Some 39 years later, and Ali’s name was being loosely banded around on the opposite side of the United States, by a blushing blogger with love hearts dancing in his eyeballs and tongue lolling halfway down his chest, like a character straight out of Looney Tunes. “Conor, Dana said in New York that he feels like your mental warfare game has surpassed even Ali,” he drooled. “I’m curious about your thoughts about that comment.”
Let’s be fair here: McGregor demurred, temporarily restraining his vaulting self-worth to jabber something about Ali being a “special, special individual”, somebody he “was not even close to”. Maybe he cannot be blamed for the misplaced adoration he receives. Nevertheless, this rare nanosecond of humility was immediately lauded by his wide-eyed ensemble, proof that – after everything – McGregor was still that likeable chancer from Crumlin with soaring dreams but a solid grounding.
Presumably those supporters had briefly unglued their eyes from their screens while McGregor called his absent opponent, UFC lightweight champion Khabib Nurmagomedov, a “mad backwards c***”. Or a “smelly Dagstani”. Or his Egyptian-born manager “a f****** snitch terrorist rat”.
Or any of the other racially and sexually insensitive and downright crass comments he has made on his rise to the top.
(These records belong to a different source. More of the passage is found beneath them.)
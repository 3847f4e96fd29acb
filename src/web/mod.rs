//! Server-rendered user screen. Every browser session gets its own
//! controller, so drafts and edit state never leak between visitors.
//! Sessions are only stored once a visitor changes something.

pub mod handlers;
pub mod session;
pub mod templates;

use std::collections::HashMap;
use std::sync::{Arc, Mutex};

use axum::{
    routing::{get, post},
    Router,
};
use tower_http::trace::TraceLayer;

use crate::api::UsuariosClient;
use crate::directory::{ErrorPolicy, UserDirectoryController};
use crate::notify::NoticeLog;

use session::SharedSession;

pub type SessionController = UserDirectoryController<UsuariosClient, NoticeLog>;

#[derive(Clone)]
pub struct AppState {
    pub backend: UsuariosClient,
    pub policy: ErrorPolicy,
    pub sessions: Arc<Mutex<HashMap<String, SharedSession>>>,
}

impl AppState {
    pub fn new(backend: UsuariosClient, policy: ErrorPolicy) -> Self {
        Self {
            backend,
            policy,
            sessions: Arc::new(Mutex::new(HashMap::new())),
        }
    }

    pub fn new_controller(&self) -> SessionController {
        UserDirectoryController::new(self.backend.clone(), NoticeLog::default())
            .with_policy(self.policy)
    }
}

pub fn build_app(state: AppState) -> Router {
    Router::new()
        .route("/", get(handlers::root_get))
        .route("/users", get(handlers::users_get).post(handlers::users_post))
        .route("/users/cancel", post(handlers::cancel_post))
        .route("/users/:id/edit", post(handlers::edit_post))
        .route("/users/:id/delete", get(handlers::delete_confirm_get).post(handlers::delete_post))
        .layer(TraceLayer::new_for_http())
        .with_state(state)
}
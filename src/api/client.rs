use reqwest::{Method, StatusCode};
use serde_json::Value;
use yansi::Paint;
use std::sync::atomic::{AtomicBool, Ordering};
use std::time::Duration;

use crate::error::ApiError;

static SILENT: AtomicBool = AtomicBool::new(false);

pub fn set_silent(silent: bool) {
    SILENT.store(silent, Ordering::Relaxed);
}

pub fn is_silent() -> bool {
    SILENT.load(Ordering::Relaxed)
}

fn log_output(msg: String) {
    if !is_silent() {
        println!("{}", msg);
    }
}

/// Shared HTTP client for every backend call made by this process. A call
/// that outlives `timeout` fails as a network error.
pub fn build_http_client(timeout: Duration) -> Result<reqwest::Client, ApiError> {
    reqwest::Client::builder()
        .user_agent(format!("Usuarios/{}", env!("CARGO_PKG_VERSION")))
        .timeout(timeout)
        .build()
        .map_err(ApiError::from)
}

/// Renders the request as the equivalent curl invocation.
pub fn curl_command(method: &Method, url: &str, body: Option<&Value>) -> String {
    let mut parts = Vec::new();
    parts.push(Paint::new("curl").fg(yansi::Color::Green).bold().to_string());
    parts.push(format!("-X {}", Paint::new(method.as_str()).fg(yansi::Color::Yellow).bold()));
    parts.push(format!("'{}'", Paint::new(url).fg(yansi::Color::Cyan)));

    if let Some(d) = body {
        parts.push(format!("{} {}",
            Paint::new("-H").fg(yansi::Color::Magenta),
            Paint::new("'Content-Type: application/json'").fg(yansi::Color::Magenta)
        ));
        let json_str = serde_json::to_string_pretty(d).unwrap_or_default();
        let escaped_json = json_str.replace('\'', "'\\''");
        parts.push(format!("{} {}",
            Paint::new("-d").fg(yansi::Color::Blue),
            Paint::new(format!("'{}'", escaped_json)).fg(yansi::Color::White)
        ));
    }
    parts.join(" ")
}

pub fn log_request(method: &Method, url: &str, body: Option<&Value>) {
    tracing::debug!(%method, url, ?body, "API Request");
    log_output(format!("Request:\n{}", curl_command(method, url, body)));
}

pub fn log_response(status: StatusCode, body: Option<&[u8]>) {
    tracing::debug!(status = status.as_u16(), "API Response");
    let text = match body {
        Some(bytes) if !bytes.is_empty() => String::from_utf8_lossy(bytes).into_owned(),
        _ => String::new(),
    };
    // Dimmed so the request line stays the focus.
    let response_str = Paint::new(format!("{} {}", status, text)).rgb(100, 100, 100).to_string();
    log_output(format!("Response:\n{}", response_str));
}
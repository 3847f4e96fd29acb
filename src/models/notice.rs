use std::fmt;

#[derive(Debug, Clone, Copy, PartialEq, Eq)]
pub enum Severity {
    Success,
    Error,
}

/// A message surfaced to the person using the screen.
#[derive(Debug, Clone, PartialEq, Eq)]
pub enum Notice {
    MissingFields,
    Created,
    CreateFailed,
    Updated,
    UpdateFailed,
    /// Only raised under the unified error policy.
    RequestFailed(String),
}

impl Notice {
    pub fn message(&self) -> String {
        match self {
            Notice::MissingFields => "Fill in all fields".to_string(),
            Notice::Created => "User created successfully".to_string(),
            Notice::CreateFailed => "Error creating user".to_string(),
            Notice::Updated => "User updated successfully".to_string(),
            Notice::UpdateFailed => "Error updating user".to_string(),
            Notice::RequestFailed(reason) => format!("Could not reach the server: {}", reason),
        }
    }

    pub fn severity(&self) -> Severity {
        match self {
            Notice::Created | Notice::Updated => Severity::Success,
            _ => Severity::Error,
        }
    }
}

impl fmt::Display for Notice {
    fn fmt(&self, f: &mut fmt::Formatter<'_>) -> fmt::Result {
        f.write_str(&self.message())
    }
}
There was the time he called Dennis Siver, a German of Russian descent, a “Nazi”. And that moment last year when he told Floyd Mayweather to “dance for me … boy”. But, really, what is the point in even bothering to list these constant controversies in the current climate? Those who biliously defend McGregor across the far reaches of the Internet see no problem. Those who simply enjoy the show have already decided that the bright lights and drama justifies the nastiness.
No, what is both unsettling and downright troubling is the grubby comparison with Ali, a man who took a leave of absence from his sport because he had “no quarrel with them Viet Cong”, rather than an overwhelming desire to “triple my net worth” in a grotesque Punch and Judy parade with a retired domestic abuser.
Ali was a man who stood for something and lost everything. McGregor is a man who pointedly stands for nothing and yet has gained everything he ever dreamed of.
Tellingly, UFC president Dana White, a man whose pre-fight histrionics make Eddie Hearn look like a stoic philosopher, is not the first to reach for such a colourful comparison while waxing lyrical over McGregor. In fact, Rasheda Ali – daughter of Muhammad and his second wife, Khalilah – is a fan, telling Fox News ahead of the Mayweather sham that the two men had comparable ‘personalities, charm and wit’.
It goes without saying that Rasheda is in a far better position than any time-starved blogger or hack to make the comparison. Yet, perhaps, it is her informed opinion that is the most damning of all, a sign of just how low the expectations we place upon our public figures has dropped, in a culture where he – and it is always a he – who shouts the loudest generates the most content, clicks and controversy.
Nothing reinforces the point that subtlety is dead quite like McGregor threatening to “dint his knuckle into Khabib’s orbital bone”.
It makes you wonder what publicity Ali – christened the Louisville Lip in an age when people were still prepared to listen – would generate now. Whether he would brazenly walk up onto a brightly-lit stage in front of an avalanche of camera phones, speaking in his famous doggerel verse, only for us all to regard him as impossibly quaint.
Or maybe he would disregard all of that, and incessantly yell the word bollocks instead, and spitefully insist that he was looking forward to smashing Sonny Liston’s nose into the nosebleeds. And we would cheer, and reward him with a standing ovation, and proclaim him The Greatest.